• _PROBLEM STATEMENT_
Once you reach the line holding "let expiry = match", write out that line and every later one exactly, ending with the last line of the data; write nothing else.
# # # #
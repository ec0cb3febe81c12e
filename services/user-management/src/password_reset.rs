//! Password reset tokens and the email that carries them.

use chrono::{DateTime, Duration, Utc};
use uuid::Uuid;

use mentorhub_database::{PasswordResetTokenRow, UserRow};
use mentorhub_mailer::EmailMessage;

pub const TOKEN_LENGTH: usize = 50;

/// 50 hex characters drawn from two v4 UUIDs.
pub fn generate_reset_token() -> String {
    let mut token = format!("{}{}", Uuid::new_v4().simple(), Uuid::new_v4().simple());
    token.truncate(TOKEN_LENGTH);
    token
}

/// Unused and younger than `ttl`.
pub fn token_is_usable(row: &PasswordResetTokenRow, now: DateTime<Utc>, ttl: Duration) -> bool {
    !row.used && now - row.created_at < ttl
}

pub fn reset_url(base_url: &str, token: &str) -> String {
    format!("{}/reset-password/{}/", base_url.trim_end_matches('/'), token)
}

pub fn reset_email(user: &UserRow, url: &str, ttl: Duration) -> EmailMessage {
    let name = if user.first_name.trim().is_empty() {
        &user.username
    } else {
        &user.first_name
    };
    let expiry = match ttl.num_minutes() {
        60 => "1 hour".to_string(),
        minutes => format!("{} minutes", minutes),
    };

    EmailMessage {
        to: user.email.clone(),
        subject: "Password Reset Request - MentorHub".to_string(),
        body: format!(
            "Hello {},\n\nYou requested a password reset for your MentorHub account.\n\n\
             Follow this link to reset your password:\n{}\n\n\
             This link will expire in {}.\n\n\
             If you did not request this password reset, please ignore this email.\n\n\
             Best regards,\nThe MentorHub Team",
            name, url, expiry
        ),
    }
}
# # # #
• _OUTPUT FOR THIS TASK_
    let expiry = match ttl.num_minutes() {
        60 => "1 hour".to_string(),
        minutes => format!("{} minutes", minutes),
    };

    EmailMessage {
        to: user.email.clone(),
        subject: "Password Reset Request - MentorHub".to_string(),
        body: format!(
            "Hello {},\n\nYou requested a password reset for your MentorHub account.\n\n\
             Follow this link to reset your password:\n{}\n\n\
             This link will expire in {}.\n\n\
             If you did not request this password reset, please ignore this email.\n\n\
             Best regards,\nThe MentorHub Team",
            name, url, expiry
        ),
    }
}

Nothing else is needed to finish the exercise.